A l'âge de environ 14 ans, j'ai vécu ma première expérience de ce que j'appelle "désidentification du personnage".

J'étais seule dans l'appartement familial en soirée et regardait la télévision, lorsque m'est venue l'envie d'aller chercher quelque chose dans ma chambre. En y allant, je ne pris pas la précaution d'allumer les lumières sur mon chemin. Et dans un instant, je me suis assise au sol et immobile, perçu la consistance illusoire du personnage en visualisant son corps comme s'il était encore dans le canapé du salon, tel qu'il l'était quelques minutes auparavant. Cet événement n'a duré que quelques minutes mais a été pour moi fondamental sur mon chemin de reconsidération de qui je suis.

 

 

Ce souvenir m'est revenu avec beaucoup de clarté lorsqu'en 2019 je lus l’expérience de Ramana Maharshi, dans son ashram à Tiruvannamalai.

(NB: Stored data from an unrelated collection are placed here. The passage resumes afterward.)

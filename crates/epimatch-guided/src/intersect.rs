//! Clipping of epipolar lines against the keypoint bounding box.

use epimatch_core::{Pt2, Real, Vec3};

use crate::BoundingBox;

const EDGE_EPS: Real = 1e-9;

/// Clip the line `ax + by + c = 0` to `bbox`.
///
/// Returns the two extreme boundary points of the line inside the box, or
/// `None` when the line misses the box. A line grazing a single corner
/// yields a zero-length segment.
pub fn intersect_line_with_box(line: &Vec3, bbox: &BoundingBox) -> Option<[Pt2; 2]> {
    let (a, b, c) = (line.x, line.y, line.z);
    let scale = a.hypot(b);
    if !scale.is_finite() || scale <= Real::EPSILON {
        return None;
    }
    let eps = EDGE_EPS * (1.0 + bbox.half_diagonal());

    let mut hits: Vec<Pt2> = Vec::with_capacity(4);
    // Vertical edges: solve for y.
    if b.abs() > Real::EPSILON * scale {
        for x in [bbox.min.x, bbox.max.x] {
            let y = -(a * x + c) / b;
            if y >= bbox.min.y - eps && y <= bbox.max.y + eps {
                hits.push(Pt2::new(x, y.clamp(bbox.min.y, bbox.max.y)));
            }
        }
    }
    // Horizontal edges: solve for x.
    if a.abs() > Real::EPSILON * scale {
        for y in [bbox.min.y, bbox.max.y] {
            let x = -(b * y + c) / a;
            if x >= bbox.min.x - eps && x <= bbox.max.x + eps {
                hits.push(Pt2::new(x.clamp(bbox.min.x, bbox.max.x), y));
            }
        }
    }

    // Corners are reported by two edges; keep the farthest-apart pair.
    let mut best: Option<([Pt2; 2], Real)> = None;
    for (i, p) in hits.iter().enumerate() {
        for q in &hits[i..] {
            let d = (q - p).norm_squared();
            if best.as_ref().map_or(true, |(_, bd)| d > *bd) {
                best = Some(([*p, *q], d));
            }
        }
    }
    best.map(|(segment, _)| segment)
}
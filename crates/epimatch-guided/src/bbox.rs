//! Axis-aligned extent of the unmatched keypoints of image 2.

use epimatch_core::{Pt2, Real};

/// Axis-aligned bounding box in pixel coordinates.
#[derive(Debug, Clone, Copy, PartialEq)]
pub struct BoundingBox {
    /// Top-left corner (smallest x and y).
    pub min: Pt2,
    /// Bottom-right corner (largest x and y).
    pub max: Pt2,
}

impl BoundingBox {
    /// Smallest box containing every point, or `None` for an empty input.
    pub fn from_points<'a, I>(points: I) -> Option<Self>
    where
        I: IntoIterator<Item = &'a Pt2>,
    {
        let mut iter = points.into_iter();
        let first = iter.next()?;
        let mut bbox = Self {
            min: *first,
            max: *first,
        };
        for p in iter {
            bbox.extend(p);
        }
        Some(bbox)
    }

    /// Grow the box to contain `p`.
    pub fn extend(&mut self, p: &Pt2) {
        self.min.x = self.min.x.min(p.x);
        self.min.y = self.min.y.min(p.y);
        self.max.x = self.max.x.max(p.x);
        self.max.y = self.max.y.max(p.y);
    }

    /// Box grown by `margin` pixels on every side.
    pub fn expanded(&self, margin: Real) -> Self {
        Self {
            min: Pt2::new(self.min.x - margin, self.min.y - margin),
            max: Pt2::new(self.max.x + margin, self.max.y + margin),
        }
    }

    pub fn center(&self) -> Pt2 {
        nalgebra::center(&self.min, &self.max)
    }

    /// Distance from the center to any corner.
    pub fn half_diagonal(&self) -> Real {
        0.5 * (self.max - self.min).norm()
    }
}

Succinctement cela parle, de son expérience de perception de la mort de son corps, et ainsi de désidentification à ce corps, expérience déterminante qui l’amènera, au chemin qui fût le sien, enseignant, dans la tradition de la non-dualité, centré sur la notion du Soi et la question « Qui suis-je ? »

Et c'est dans cette même petite ville d'Inde du sud qu'il m'a été donné à vivre d'autres expériences de désidentification.

Et parce que j'ai toujours été fortement appelée par ces expériences de dépouillements et de dissolution des couches superficielles fabriquées par notre personnage, les pratiques chamaniques ont été des espaces qui répondaient à mes recherches d'explorations.​

De là est venu mon lien avec le tambour. Un premier avec lequel j'ai passé de nombreuses heures dans la Nature à parler aux arbres, caresser les fleurs, observer les insectes, me laisser bercer par le chant des oiseaux, me baigner dans les rivières et m'allonger dans la terre. Cela a duré deux années, deux années de retour à la maison.

Puis, lors d'une cérémonie temazcal, un grand feu a brisé deux liens fait de peau de ce premier tambour.

Il m'accompagne toujours dans mon quotidien et a trouvé sa place en m'accompagnant toujours lors de des séances. Il craque de temps en temps, comme pour dire qu'il est toujours vivant et qu'il aurait parfois des choses à dire.

Un deuxième a vu le journaux bord du lac de Cécélès et c'est celui qui m'accompagne aujourd'hui dans les séances de reliance que je propose.

J'ai cette sensation que nous grandissons ensemble, qu'il m'initie à des chants, des chants de la terre, parfois du feu, de plantes ou d'animaux, qu'il est le garant de mon cheminement vers la parole juste et humble.

Alors je me laisse traverser par son enseignement avec beaucoup de gratitude et c'est pour moi beaucoup de joie de pouvoir le partager.